In 1933 he lost that job when the city was forced to cut back in the face of steadily falling tax revenues. At the age of 66, Dr. Townsend found himself both poor and out of work in the depths of the greatest economic calamity in the nation’s history. There were millions of elderly people in the same boat, of course, and Dr. Townsend suddenly had a vision of how to help them and the country as a whole.

He wrote a letter to a newspaper outlining his plan. It had the virtue of great simplicity. In its fully evolved form, the government would pay $200 a month to everyone over the age of 60 who agreed to stop working. The only proviso was that the money couldn’t be saved. It had to be spent within 30 days. The plan would be paid for with a 2 percent federal tax on every transaction in the country.

Dr. Townsend saw nothing but virtue in his plan. It would make secure the old age of everyone in the country.
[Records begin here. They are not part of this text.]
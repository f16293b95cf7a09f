// FILE: crates/cli/src/main.rs

use anyhow::{Context, Result};
use carlot_config::ConfigManager;
use clap::{Arg, ArgAction, Command};
use std::path::PathBuf;

mod commands;

fn build_cli() -> Command {
    Command::new("carlot")
        .version(env!("CARGO_PKG_VERSION"))
        .about("Offline-first client for the car inventory server")
        .arg(
            Arg::new("config-dir")
                .short('c')
                .long("config-dir")
                .value_name("DIR")
                .help("Directory holding config.toml (defaults to the platform config directory)")
                .global(true),
        )
        .subcommand(Command::new("init").about("Write a default config file"))
        .subcommand(
            Command::new("list")
                .about("List vehicles stored on the server")
                .arg(
                    Arg::new("all")
                        .short('a')
                        .long("all")
                        .help("Keep loading pages until the collection is exhausted")
                        .action(ArgAction::SetTrue),
                ),
        )
        .subcommand(
            Command::new("add")
                .about("Add a vehicle")
                .arg(Arg::new("brand").required(true).value_name("BRAND"))
                .arg(Arg::new("model").required(true).value_name("MODEL"))
                .arg(
                    Arg::new("year")
                        .required(true)
                        .value_name("YEAR")
                        .value_parser(clap::value_parser!(i32)),
                )
                .arg(
                    Arg::new("latitude")
                        .long("lat")
                        .value_name("DEGREES")
                        .allow_negative_numbers(true)
                        .value_parser(clap::value_parser!(f64)),
                )
                .arg(
                    Arg::new("longitude")
                        .long("lon")
                        .value_name("DEGREES")
                        .allow_negative_numbers(true)
                        .value_parser(clap::value_parser!(f64)),
                )
                .arg(
                    Arg::new("photo")
                        .short('p')
                        .long("photo")
                        .value_name("FILE")
                        .help("Image file attached to the listing"),
                ),
        )
        .subcommand(
            Command::new("watch")
                .about("Follow the collection live, queueing edits while offline"),
        )
}

fn config_manager(config_dir: Option<&String>) -> Result<ConfigManager> {
    match config_dir {
        Some(dir) => Ok(ConfigManager::with_directory(PathBuf::from(dir))),
        None => ConfigManager::new().context("Failed to locate config directory"),
    }
}

#[tokio::main]
async fn main() -> Result<()> {
    let matches = build_cli().get_matches();
    let manager = config_manager(matches.get_one::<String>("config-dir"))?;
    let config = match manager.load_with_env_overrides() {
        Ok(config) => config,
        Err(e) if e.allows_defaults() => {
            eprintln!("Config error: {}, using defaults", e);
            carlot_config::Config::default()
        }
        Err(e) => return Err(e).context("Cannot use config file"),
    };

    env_logger::Builder::from_env(
        env_logger::Env::default().default_filter_or(config.app.log_level.as_filter()),
    )
    .init();

    match matches.subcommand() {
        Some(("init", _)) => commands::init(&manager),
        Some(("list", sub_matches)) => commands::list_vehicles(&config, sub_matches.get_flag("all")).await,
        Some(("add", sub_matches)) => commands::add_vehicle(&config, sub_matches).await,
        Some(("watch", _)) => commands::watch(&config).await,
        _ => {
            build_cli().print_help()?;
            Ok(())
        }
    }
}
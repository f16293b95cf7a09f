// crates/network/src/connectivity.rs
//! Reachability monitoring for the API server

use crate::error::{NetworkError, NetworkResult};
use reqwest::Client as ReqwestClient;
use std::time::Duration;
use tokio::sync::watch;
use tokio::task::JoinHandle;

/// Periodically probes a URL and publishes whether it answered
#[derive(Clone)]
pub struct ConnectivityMonitor {
    client: ReqwestClient,
    probe_url: String,
    interval: Duration,
}

impl ConnectivityMonitor {
    /// Creates a monitor probing `probe_url` every `interval`
    pub fn new(probe_url: impl Into<String>, interval: Duration) -> NetworkResult<Self> {
        let probe_url = probe_url.into();
        reqwest::Url::parse(&probe_url)
            .map_err(|e| NetworkError::InvalidUrl(format!("{}: {}", probe_url, e)))?;

        let client = ReqwestClient::builder()
            .timeout(interval.max(Duration::from_secs(1)))
            .build()?;

        Ok(Self {
            client,
            probe_url,
            interval,
        })
    }

    /// Probes once
    ///
    /// Any HTTP answer counts as reachable, including error statuses:
    /// the server is up even if it refuses an unauthenticated HEAD.
    pub async fn is_online(&self) -> bool {
        match self.client.head(&self.probe_url).send().await {
            Ok(_) => true,
            Err(e) => {
                log::trace!("Connectivity probe failed: {}", e);
                false
            }
        }
    }

    /// Probes once, then keeps probing in the background
    ///
    /// The returned watch only changes on transitions. The background task
    /// stops once every receiver is dropped or [`ConnectivityWatch::stop`]
    /// is called.
    pub async fn start(self) -> ConnectivityWatch {
        let initial = self.is_online().await;
        let (sender, receiver) = watch::channel(initial);
        log::info!(
            "Server {} at start-up",
            if initial { "reachable" } else { "unreachable" }
        );

        let task = tokio::spawn(async move {
            loop {
                tokio::select! {
                    _ = sender.closed() => break,
                    _ = tokio::time::sleep(self.interval) => {}
                }

                let online = self.is_online().await;
                let changed = sender.send_if_modified(|current| {
                    if *current == online {
                        false
                    } else {
                        *current = online;
                        true
                    }
                });
                if changed {
                    log::info!("Server became {}", if online { "reachable" } else { "unreachable" });
                }
            }
            log::debug!("Connectivity monitor stopped");
        });

        ConnectivityWatch { receiver, task }
    }
}

/// Handle to a running [`ConnectivityMonitor`]
pub struct ConnectivityWatch {
    receiver: watch::Receiver<bool>,
    task: JoinHandle<()>,
}

impl ConnectivityWatch {
    /// Returns a receiver of connectivity transitions
    pub fn subscribe(&self) -> watch::Receiver<bool> {
        self.receiver.clone()
    }

    /// Last observed state
    pub fn is_online(&self) -> bool {
        *self.receiver.borrow()
    }

    /// Stops probing
    pub fn stop(self) {
        self.task.abort();
    }
}

#[cfg(test)]
mod tests {
    use super::*;

    #[test]
    fn test_monitor_rejects_invalid_url() {
        let result = ConnectivityMonitor::new("::nope::", Duration::from_secs(5));
        assert!(matches!(result, Err(NetworkError::InvalidUrl(_))));
    }

    #[test]
    fn test_single_probe_of_closed_port() {
        let monitor =
            ConnectivityMonitor::new("http://127.0.0.1:9/", Duration::from_millis(50)).unwrap();
        assert!(!tokio_test::block_on(monitor.is_online()));
    }

    #[tokio::test]
    async fn test_unreachable_server_reports_offline() {
        // Port 9 (discard) is closed on test machines
        let monitor =
            ConnectivityMonitor::new("http://127.0.0.1:9/", Duration::from_millis(50)).unwrap();
        let watch = monitor.start().await;
        assert!(!watch.is_online());
        watch.stop();
    }
}
// crates/sync-engine/src/store.rs
//! Entity store: the single in-memory view of known vehicles

use carlot_core::{Vehicle, VehicleId};
use std::sync::Arc;
use tokio::sync::watch;

/// Immutable view of the store contents handed to observers
pub type Snapshot = Arc<[Vehicle]>;

/// Ordered id → vehicle mapping observed by the rendering layer
///
/// Invariant: no two vehicles share an id, and every stored vehicle has one.
/// Every mutation publishes a fresh [`Snapshot`] to subscribers.
pub struct EntityStore {
    vehicles: Vec<Vehicle>,
    observers: watch::Sender<Snapshot>,
}

impl EntityStore {
    /// Creates an empty store
    pub fn new() -> Self {
        let (observers, _) = watch::channel(Snapshot::from(Vec::new()));
        Self {
            vehicles: Vec::new(),
            observers,
        }
    }

    /// Subscribes to snapshots published after each mutation
    pub fn subscribe(&self) -> watch::Receiver<Snapshot> {
        self.observers.subscribe()
    }

    /// Returns the latest published snapshot
    pub fn snapshot(&self) -> Snapshot {
        self.observers.borrow().clone()
    }

    /// Returns the vehicles in display order
    pub fn vehicles(&self) -> &[Vehicle] {
        &self.vehicles
    }

    pub fn len(&self) -> usize {
        self.vehicles.len()
    }

    pub fn is_empty(&self) -> bool {
        self.vehicles.is_empty()
    }

    /// Looks up a vehicle by id
    pub fn get(&self, id: &VehicleId) -> Option<&Vehicle> {
        self.position(id).map(|index| &self.vehicles[index])
    }

    pub fn contains(&self, id: &VehicleId) -> bool {
        self.position(id).is_some()
    }

    /// Inserts at the front, or replaces in place when the id is known
    ///
    /// Returns true if the vehicle was newly inserted.
    pub fn upsert(&mut self, vehicle: Vehicle) -> bool {
        let inserted = self.put(vehicle, Placement::Front);
        self.notify();
        inserted
    }

    /// Merges a fetched page: unknown ids are appended, known ids replaced in place
    ///
    /// Returns the number of newly inserted vehicles.
    pub fn merge_page(&mut self, page: Vec<Vehicle>) -> usize {
        let mut inserted = 0;
        for vehicle in page {
            if self.put(vehicle, Placement::Back) {
                inserted += 1;
            }
        }
        self.notify();
        inserted
    }

    /// Resets the contents to the given ordered set
    ///
    /// Later duplicates replace earlier ones in place.
    pub fn replace_all(&mut self, vehicles: Vec<Vehicle>) {
        self.vehicles.clear();
        for vehicle in vehicles {
            self.put(vehicle, Placement::Back);
        }
        self.notify();
    }

    /// Swaps a placeholder for its confirmed record
    ///
    /// The confirmed record takes the placeholder's position. If the
    /// confirmed id is already present (e.g. a push message arrived first),
    /// that entry is replaced and the placeholder dropped.
    pub fn reconcile(&mut self, placeholder: &VehicleId, confirmed: Vehicle) {
        let Some(confirmed_id) = confirmed.id.clone() else {
            log::warn!("Ignoring reconciliation of {} with an id-less record", placeholder);
            return;
        };

        match (self.position(placeholder), self.position(&confirmed_id)) {
            (Some(index), None) => self.vehicles[index] = confirmed,
            (Some(index), Some(existing)) if index != existing => {
                self.vehicles[existing] = confirmed;
                self.vehicles.remove(index);
            }
            _ => {
                self.put(confirmed, Placement::Front);
            }
        }
        self.notify();
    }

    /// Removes a vehicle by id
    pub fn remove(&mut self, id: &VehicleId) -> Option<Vehicle> {
        let removed = self.position(id).map(|index| self.vehicles.remove(index));
        if removed.is_some() {
            self.notify();
        }
        removed
    }

    /// Keeps only vehicles matching the predicate, returning how many were dropped
    pub fn retain<F>(&mut self, mut keep: F) -> usize
    where
        F: FnMut(&Vehicle) -> bool,
    {
        let before = self.vehicles.len();
        self.vehicles.retain(|vehicle| keep(vehicle));
        let dropped = before - self.vehicles.len();
        if dropped > 0 {
            self.notify();
        }
        dropped
    }

    /// Discards everything
    pub fn clear(&mut self) {
        self.vehicles.clear();
        self.notify();
    }

    fn position(&self, id: &VehicleId) -> Option<usize> {
        self.vehicles
            .iter()
            .position(|vehicle| vehicle.id.as_ref() == Some(id))
    }

    fn put(&mut self, vehicle: Vehicle, placement: Placement) -> bool {
        let Some(id) = vehicle.id.as_ref() else {
            log::warn!("Ignoring vehicle without id ({} {})", vehicle.brand, vehicle.model);
            return false;
        };

        match self.position(id) {
            Some(index) => {
                self.vehicles[index] = vehicle;
                false
            }
            None => {
                match placement {
                    Placement::Front => self.vehicles.insert(0, vehicle),
                    Placement::Back => self.vehicles.push(vehicle),
                }
                true
            }
        }
    }

    fn notify(&self) {
        self.observers.send_replace(Snapshot::from(self.vehicles.clone()));
    }
}

impl Default for EntityStore {
    fn default() -> Self {
        Self::new()
    }
}

#[derive(Debug, Clone, Copy)]
enum Placement {
    Front,
    Back,
}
By allowing many older people to retire, it would open up jobs for the young. By giving the elderly greatly increased purchasing power, it would kick-start the economy back to prosperity.

Economists saw it a bit differently. In 1933 the gross national product of the United States was a dismal $55.6 billion. But there were about 11.4 million people aged 60 or over in the country. That meant that under the Townsend Plan, the government would have to pay them an annual sum amounting to $12.8 billion—almost half the GNP and equal to 13 times total government revenues.

Further, the average per capita income that year was only $374, and the cost of living was even much lower. Three thousand dollars was a solidly middle-class income, yet Townsend’s Plan would have paid an elderly couple $4,800 a year. So the plan amounted to a massive transfer of income from the working young to the retired elderly, with little change in net consumption.

While the Townsend Plan was crackpot economics, it had, not surprisingly, a powerful appeal to the elderly. Letters poured into the Long Beach newspaper in which the suggestion first appeared. Townsend clubs sprang up across the country, and petitions were signed demanding the plan’s implementation.